Saved entries:
'''

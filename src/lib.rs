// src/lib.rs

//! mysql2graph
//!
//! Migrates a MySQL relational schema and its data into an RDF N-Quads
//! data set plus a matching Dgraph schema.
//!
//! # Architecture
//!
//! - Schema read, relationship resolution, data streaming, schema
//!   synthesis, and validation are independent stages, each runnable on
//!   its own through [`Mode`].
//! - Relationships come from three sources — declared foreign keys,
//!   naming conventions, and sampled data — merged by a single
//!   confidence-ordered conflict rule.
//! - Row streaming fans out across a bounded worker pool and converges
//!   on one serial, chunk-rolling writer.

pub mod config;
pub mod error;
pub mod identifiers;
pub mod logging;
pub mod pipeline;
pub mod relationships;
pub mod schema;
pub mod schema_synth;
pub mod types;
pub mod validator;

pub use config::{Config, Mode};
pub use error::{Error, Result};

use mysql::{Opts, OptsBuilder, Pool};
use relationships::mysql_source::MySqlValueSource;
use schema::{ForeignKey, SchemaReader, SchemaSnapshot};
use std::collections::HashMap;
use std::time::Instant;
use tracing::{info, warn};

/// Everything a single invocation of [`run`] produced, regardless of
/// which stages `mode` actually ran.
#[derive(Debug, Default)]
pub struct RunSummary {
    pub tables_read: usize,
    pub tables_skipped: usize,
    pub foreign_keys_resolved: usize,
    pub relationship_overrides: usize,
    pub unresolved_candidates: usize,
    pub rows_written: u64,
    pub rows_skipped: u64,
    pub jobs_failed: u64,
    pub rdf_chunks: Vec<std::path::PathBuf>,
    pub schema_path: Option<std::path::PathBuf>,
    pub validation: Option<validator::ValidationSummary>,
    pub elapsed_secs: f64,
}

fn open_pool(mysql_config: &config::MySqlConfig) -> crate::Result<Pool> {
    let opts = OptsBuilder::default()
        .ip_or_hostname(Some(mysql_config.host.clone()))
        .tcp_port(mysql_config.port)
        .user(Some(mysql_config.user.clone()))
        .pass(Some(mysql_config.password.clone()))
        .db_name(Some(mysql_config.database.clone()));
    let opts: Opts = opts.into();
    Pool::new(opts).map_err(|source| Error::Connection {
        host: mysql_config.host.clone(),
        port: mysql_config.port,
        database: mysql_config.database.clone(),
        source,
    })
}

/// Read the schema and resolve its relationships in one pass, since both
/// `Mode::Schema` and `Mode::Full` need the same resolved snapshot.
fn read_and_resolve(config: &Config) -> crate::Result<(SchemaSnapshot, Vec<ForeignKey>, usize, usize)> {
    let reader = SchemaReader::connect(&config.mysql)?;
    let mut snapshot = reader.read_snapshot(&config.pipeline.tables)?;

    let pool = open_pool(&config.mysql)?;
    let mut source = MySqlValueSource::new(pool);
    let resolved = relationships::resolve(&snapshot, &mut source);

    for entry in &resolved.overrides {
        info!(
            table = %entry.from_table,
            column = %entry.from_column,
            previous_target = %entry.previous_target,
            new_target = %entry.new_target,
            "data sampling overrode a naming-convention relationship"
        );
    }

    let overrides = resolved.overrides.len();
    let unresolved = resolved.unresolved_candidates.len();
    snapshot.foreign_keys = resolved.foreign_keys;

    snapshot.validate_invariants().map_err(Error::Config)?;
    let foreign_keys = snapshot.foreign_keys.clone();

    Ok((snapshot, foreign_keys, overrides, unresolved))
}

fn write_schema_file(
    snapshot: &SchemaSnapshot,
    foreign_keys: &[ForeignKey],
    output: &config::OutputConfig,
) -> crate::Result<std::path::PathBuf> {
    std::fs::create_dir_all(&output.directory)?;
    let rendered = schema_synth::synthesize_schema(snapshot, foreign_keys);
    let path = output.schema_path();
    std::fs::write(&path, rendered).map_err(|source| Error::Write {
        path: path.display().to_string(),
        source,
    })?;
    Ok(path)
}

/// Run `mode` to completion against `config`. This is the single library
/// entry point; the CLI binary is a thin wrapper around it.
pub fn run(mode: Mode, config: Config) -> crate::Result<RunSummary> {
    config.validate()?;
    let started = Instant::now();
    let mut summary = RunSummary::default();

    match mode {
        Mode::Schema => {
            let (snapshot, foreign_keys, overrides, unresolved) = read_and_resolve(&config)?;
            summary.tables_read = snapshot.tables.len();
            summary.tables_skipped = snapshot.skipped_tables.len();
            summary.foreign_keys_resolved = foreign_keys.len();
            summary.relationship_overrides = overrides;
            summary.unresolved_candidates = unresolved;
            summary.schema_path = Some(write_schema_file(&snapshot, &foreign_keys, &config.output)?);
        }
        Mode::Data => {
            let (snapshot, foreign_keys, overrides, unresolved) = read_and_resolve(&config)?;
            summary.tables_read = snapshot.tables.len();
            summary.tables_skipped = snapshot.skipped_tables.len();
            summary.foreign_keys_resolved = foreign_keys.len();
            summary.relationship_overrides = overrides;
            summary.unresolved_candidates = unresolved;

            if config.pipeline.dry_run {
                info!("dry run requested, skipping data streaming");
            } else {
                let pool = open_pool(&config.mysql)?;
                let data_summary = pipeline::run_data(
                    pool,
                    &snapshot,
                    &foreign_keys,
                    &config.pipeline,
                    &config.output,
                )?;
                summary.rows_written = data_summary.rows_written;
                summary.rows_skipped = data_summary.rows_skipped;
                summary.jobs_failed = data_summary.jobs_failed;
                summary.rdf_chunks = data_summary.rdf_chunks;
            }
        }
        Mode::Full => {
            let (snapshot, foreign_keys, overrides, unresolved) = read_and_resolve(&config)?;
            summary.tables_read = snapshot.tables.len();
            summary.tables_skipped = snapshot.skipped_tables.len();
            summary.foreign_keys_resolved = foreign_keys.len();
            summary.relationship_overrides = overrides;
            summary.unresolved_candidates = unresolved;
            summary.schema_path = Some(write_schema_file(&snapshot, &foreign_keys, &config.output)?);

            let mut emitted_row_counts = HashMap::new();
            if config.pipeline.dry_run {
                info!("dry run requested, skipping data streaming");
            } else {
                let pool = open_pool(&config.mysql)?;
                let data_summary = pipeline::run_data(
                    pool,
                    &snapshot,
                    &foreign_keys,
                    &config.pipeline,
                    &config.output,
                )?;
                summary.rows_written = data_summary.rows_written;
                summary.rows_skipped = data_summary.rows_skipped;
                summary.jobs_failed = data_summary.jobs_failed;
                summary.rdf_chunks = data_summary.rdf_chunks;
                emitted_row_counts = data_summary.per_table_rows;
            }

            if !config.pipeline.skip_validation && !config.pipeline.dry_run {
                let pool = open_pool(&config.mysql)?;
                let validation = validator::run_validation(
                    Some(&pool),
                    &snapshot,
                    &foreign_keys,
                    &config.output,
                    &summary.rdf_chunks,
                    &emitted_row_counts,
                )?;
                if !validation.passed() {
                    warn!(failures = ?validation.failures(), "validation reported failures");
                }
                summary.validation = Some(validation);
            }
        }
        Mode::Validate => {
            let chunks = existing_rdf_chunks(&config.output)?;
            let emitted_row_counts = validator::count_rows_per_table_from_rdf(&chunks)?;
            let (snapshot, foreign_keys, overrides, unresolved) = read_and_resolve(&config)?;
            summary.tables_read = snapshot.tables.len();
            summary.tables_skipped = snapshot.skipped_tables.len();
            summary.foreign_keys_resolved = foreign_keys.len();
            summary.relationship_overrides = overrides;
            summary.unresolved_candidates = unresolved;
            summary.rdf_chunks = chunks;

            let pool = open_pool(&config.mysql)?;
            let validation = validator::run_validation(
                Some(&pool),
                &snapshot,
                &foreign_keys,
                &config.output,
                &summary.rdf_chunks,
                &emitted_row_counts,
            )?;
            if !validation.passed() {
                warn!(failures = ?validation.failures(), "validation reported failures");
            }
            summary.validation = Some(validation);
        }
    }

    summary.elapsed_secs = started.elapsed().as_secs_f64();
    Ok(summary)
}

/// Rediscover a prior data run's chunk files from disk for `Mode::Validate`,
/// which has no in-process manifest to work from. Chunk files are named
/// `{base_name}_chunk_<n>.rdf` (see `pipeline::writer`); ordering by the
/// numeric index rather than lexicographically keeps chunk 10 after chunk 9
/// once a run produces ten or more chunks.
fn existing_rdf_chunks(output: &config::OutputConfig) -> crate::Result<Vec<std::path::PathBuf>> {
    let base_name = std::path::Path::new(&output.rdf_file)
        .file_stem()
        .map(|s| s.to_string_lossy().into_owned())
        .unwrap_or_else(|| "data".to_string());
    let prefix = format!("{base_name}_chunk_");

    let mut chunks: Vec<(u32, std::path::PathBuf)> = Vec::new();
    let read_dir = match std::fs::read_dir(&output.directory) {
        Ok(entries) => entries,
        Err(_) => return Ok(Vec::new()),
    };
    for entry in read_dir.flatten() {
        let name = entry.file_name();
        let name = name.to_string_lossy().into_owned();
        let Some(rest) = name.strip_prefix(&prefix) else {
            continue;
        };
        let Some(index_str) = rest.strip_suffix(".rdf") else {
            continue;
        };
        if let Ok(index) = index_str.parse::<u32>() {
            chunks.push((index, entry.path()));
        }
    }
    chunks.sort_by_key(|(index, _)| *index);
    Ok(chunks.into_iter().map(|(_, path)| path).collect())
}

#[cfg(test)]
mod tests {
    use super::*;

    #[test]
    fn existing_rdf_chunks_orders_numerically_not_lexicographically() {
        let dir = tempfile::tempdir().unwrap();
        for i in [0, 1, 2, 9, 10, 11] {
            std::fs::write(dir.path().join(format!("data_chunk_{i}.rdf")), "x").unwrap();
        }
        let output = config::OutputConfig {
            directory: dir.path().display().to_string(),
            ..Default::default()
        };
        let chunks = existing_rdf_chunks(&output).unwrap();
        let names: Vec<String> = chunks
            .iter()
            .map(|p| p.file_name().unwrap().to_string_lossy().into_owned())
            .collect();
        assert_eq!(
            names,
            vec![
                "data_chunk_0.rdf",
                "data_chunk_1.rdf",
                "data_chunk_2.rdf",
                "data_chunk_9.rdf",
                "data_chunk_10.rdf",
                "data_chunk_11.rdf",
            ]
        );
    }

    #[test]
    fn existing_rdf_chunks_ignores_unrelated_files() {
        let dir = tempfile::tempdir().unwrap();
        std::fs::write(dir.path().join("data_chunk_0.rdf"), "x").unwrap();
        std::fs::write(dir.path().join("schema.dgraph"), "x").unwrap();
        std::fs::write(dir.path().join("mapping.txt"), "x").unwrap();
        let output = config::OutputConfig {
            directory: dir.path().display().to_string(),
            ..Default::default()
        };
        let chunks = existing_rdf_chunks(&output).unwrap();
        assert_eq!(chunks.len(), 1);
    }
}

'''

What you will do:
Show each line of the data that contains the string "database".

Response box:
        .db_name(Some(mysql_config.database.clone()));
        database: mysql_config.database.clone(),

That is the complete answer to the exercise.